Babacar is a West African form of Abu Bakr, an Arabic name meaning 'father of the young camel.'
Babacar is a Wolof and Serer adaptation of the Arabic name Abu Bakr, the name of the Prophet Muhammad's closest companion, first caliph, and father-in-law — a man so central to early Islamic history that his name became a form of veneration across the Muslim world. Abu Bakr literally means "father of the young camel" in Arabic, but its significance is entirely historical and devotional rather than literal: naming a child Abu Bakr, or any of its regional variants, is an act of spiritual tribute to a figure synonymous with loyalty, wisdom, and the earliest custodianship of the Islamic faith.

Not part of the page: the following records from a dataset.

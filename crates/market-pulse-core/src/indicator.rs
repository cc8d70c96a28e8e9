use chrono::NaiveDate;
use rust_decimal::Decimal;
use serde::{Deserialize, Serialize};

use crate::instrument::InstrumentId;

/// Daily ATR for one instrument. The whole set is replaced on every daily-indicator run.
#[derive(Debug, Clone, PartialEq, Eq, Serialize, Deserialize)]
pub struct DailyIndicator {
    pub instrument_id: InstrumentId,
    pub date: NaiveDate,
    pub atr: Decimal,
}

As Islam spread through West Africa beginning in the eleventh and twelfth centuries, carried by Saharan trade networks and Sufi missionaries, Arabic personal names traveled with it — but they were not preserved unchanged. They were absorbed into local phonetic systems and naming traditions, emerging as Africanized variants that retained the devotional meaning while fitting comfortably into Wolof and Serer mouths: Abu Bakr became Babacar, Aboubacar, and Babakar depending on region. Today Babacar is a quintessentially Senegalese name, ubiquitous in Dakar and the surrounding region, and carried with pride by the Senegalese diaspora across France, Italy, Spain, and the United States. It is a name that does considerable cultural work: it signals West African Muslim identity, connects the bearer to a specific regional heritage, and honors one of Islam's founding figures — all while sounding warm and approachable, beginning with the universal syllable "Baba," the word for father in dozens of the world's languages.